*** SOURCE INFORMATION ***
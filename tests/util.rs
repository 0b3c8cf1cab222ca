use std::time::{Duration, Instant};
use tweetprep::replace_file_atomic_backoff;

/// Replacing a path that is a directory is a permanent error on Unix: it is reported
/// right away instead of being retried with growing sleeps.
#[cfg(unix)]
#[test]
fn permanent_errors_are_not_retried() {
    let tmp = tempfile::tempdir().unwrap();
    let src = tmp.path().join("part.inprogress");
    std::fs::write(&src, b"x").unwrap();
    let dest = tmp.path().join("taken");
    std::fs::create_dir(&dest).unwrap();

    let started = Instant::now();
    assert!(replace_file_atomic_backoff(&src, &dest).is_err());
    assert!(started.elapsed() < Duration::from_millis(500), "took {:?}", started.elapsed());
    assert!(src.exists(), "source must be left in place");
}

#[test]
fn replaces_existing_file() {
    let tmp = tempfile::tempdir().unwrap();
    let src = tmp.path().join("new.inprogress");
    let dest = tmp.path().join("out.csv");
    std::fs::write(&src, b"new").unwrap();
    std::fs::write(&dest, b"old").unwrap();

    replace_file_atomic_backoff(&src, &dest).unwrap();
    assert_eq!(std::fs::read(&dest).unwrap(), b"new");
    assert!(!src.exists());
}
*** End of SOURCE INFORMATION ***
*** SOURCE INFORMATION ***
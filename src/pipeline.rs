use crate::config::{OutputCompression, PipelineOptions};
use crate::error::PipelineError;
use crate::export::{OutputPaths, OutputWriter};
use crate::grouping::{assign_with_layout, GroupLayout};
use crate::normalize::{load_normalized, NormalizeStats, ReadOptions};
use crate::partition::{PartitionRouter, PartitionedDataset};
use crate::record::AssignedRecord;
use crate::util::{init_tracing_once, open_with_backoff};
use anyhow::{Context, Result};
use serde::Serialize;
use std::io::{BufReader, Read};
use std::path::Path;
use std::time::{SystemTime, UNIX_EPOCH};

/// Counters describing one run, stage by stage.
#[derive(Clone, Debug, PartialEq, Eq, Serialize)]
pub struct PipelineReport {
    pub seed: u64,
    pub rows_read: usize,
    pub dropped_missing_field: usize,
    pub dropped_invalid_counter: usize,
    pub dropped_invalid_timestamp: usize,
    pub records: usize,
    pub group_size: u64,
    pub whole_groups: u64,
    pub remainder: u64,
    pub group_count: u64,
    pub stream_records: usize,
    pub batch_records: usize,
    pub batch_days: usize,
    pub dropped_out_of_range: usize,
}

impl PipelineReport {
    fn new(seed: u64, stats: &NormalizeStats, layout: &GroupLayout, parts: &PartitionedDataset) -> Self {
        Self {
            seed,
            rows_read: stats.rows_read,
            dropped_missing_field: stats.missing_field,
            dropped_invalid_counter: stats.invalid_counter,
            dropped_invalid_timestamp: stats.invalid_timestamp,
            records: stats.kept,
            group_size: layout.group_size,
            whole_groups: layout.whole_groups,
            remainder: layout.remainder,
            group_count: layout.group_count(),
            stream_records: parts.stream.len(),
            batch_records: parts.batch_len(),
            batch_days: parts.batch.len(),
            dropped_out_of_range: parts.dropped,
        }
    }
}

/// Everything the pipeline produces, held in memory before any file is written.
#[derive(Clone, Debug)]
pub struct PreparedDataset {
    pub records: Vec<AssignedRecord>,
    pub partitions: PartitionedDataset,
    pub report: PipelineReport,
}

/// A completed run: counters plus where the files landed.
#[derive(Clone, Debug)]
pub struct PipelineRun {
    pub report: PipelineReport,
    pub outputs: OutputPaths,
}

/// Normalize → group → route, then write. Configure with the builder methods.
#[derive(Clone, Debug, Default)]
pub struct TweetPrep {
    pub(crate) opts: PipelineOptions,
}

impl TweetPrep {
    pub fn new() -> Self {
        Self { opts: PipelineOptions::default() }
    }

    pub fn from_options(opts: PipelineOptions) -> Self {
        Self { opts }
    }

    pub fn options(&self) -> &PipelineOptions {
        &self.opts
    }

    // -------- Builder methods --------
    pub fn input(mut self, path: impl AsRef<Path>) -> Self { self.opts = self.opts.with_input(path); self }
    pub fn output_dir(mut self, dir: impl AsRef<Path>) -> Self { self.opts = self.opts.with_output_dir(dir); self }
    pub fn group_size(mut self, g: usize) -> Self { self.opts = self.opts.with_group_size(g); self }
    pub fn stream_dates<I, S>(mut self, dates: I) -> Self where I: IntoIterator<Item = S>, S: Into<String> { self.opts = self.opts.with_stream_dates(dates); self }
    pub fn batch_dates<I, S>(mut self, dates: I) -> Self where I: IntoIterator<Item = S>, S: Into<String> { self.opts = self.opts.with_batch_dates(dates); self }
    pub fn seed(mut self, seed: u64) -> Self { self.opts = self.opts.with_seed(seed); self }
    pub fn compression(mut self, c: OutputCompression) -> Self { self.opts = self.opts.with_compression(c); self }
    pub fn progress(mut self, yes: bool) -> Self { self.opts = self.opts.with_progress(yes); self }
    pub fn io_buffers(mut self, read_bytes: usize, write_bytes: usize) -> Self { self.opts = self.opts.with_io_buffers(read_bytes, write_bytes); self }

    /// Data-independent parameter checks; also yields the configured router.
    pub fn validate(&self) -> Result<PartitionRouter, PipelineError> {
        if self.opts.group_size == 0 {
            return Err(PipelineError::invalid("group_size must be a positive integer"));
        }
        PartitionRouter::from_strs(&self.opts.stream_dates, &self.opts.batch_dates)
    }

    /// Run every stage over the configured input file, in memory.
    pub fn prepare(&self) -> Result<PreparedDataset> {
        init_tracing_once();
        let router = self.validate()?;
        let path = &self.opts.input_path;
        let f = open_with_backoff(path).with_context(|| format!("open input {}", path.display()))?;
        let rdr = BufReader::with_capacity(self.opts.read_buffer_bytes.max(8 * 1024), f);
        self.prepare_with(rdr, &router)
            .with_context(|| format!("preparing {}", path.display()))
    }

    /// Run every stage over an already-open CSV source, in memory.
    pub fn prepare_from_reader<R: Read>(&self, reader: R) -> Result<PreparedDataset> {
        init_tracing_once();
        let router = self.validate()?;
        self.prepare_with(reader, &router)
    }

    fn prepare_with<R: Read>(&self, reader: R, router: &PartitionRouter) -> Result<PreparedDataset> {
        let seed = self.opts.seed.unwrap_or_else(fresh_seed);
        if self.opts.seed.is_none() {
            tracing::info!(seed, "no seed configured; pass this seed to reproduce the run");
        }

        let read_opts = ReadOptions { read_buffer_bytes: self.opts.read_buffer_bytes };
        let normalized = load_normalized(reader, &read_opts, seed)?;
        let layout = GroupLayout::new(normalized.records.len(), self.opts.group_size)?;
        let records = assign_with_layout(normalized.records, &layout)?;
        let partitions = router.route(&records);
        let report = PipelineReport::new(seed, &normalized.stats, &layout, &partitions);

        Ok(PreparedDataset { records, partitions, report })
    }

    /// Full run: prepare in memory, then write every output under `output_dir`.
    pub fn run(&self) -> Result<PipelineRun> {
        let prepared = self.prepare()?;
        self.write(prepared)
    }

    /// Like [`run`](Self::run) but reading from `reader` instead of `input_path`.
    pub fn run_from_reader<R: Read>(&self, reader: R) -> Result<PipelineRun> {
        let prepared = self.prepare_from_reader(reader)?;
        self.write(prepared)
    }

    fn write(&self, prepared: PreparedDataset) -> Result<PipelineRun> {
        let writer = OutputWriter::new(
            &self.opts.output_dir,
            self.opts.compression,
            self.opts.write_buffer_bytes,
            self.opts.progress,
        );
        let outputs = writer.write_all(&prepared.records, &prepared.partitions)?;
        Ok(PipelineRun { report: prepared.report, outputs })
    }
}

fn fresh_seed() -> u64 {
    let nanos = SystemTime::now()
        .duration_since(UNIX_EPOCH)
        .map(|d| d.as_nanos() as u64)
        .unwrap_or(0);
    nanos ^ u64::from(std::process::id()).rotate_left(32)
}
*** End of SOURCE INFORMATION ***
> WHAT IS REQUIRED
Your task is to retype the entries verbatim, starting with the line that holds "filename tests/util.rs" and stopping after the line that holds "assert!(replace_file_atomic_backoff(&src, &dest).is_err());".

> REPLY TO THE TASK
filename tests/util.rs
repository 0b3c8cf1cab222ca
use std::time::{Duration, Instant};
use tweetprep::replace_file_atomic_backoff;

/// Replacing a path that is a directory is a permanent error on Unix: it is reported
/// right away instead of being retried with growing sleeps.
#[cfg(unix)]
#[test]
fn permanent_errors_are_not_retried() {
    let tmp = tempfile::tempdir().unwrap();
    let src = tmp.path().join("part.inprogress");
    std::fs::write(&src, b"x").unwrap();
    let dest = tmp.path().join("taken");
    std::fs::create_dir(&dest).unwrap();

    let started = Instant::now();
    assert!(replace_file_atomic_backoff(&src, &dest).is_err());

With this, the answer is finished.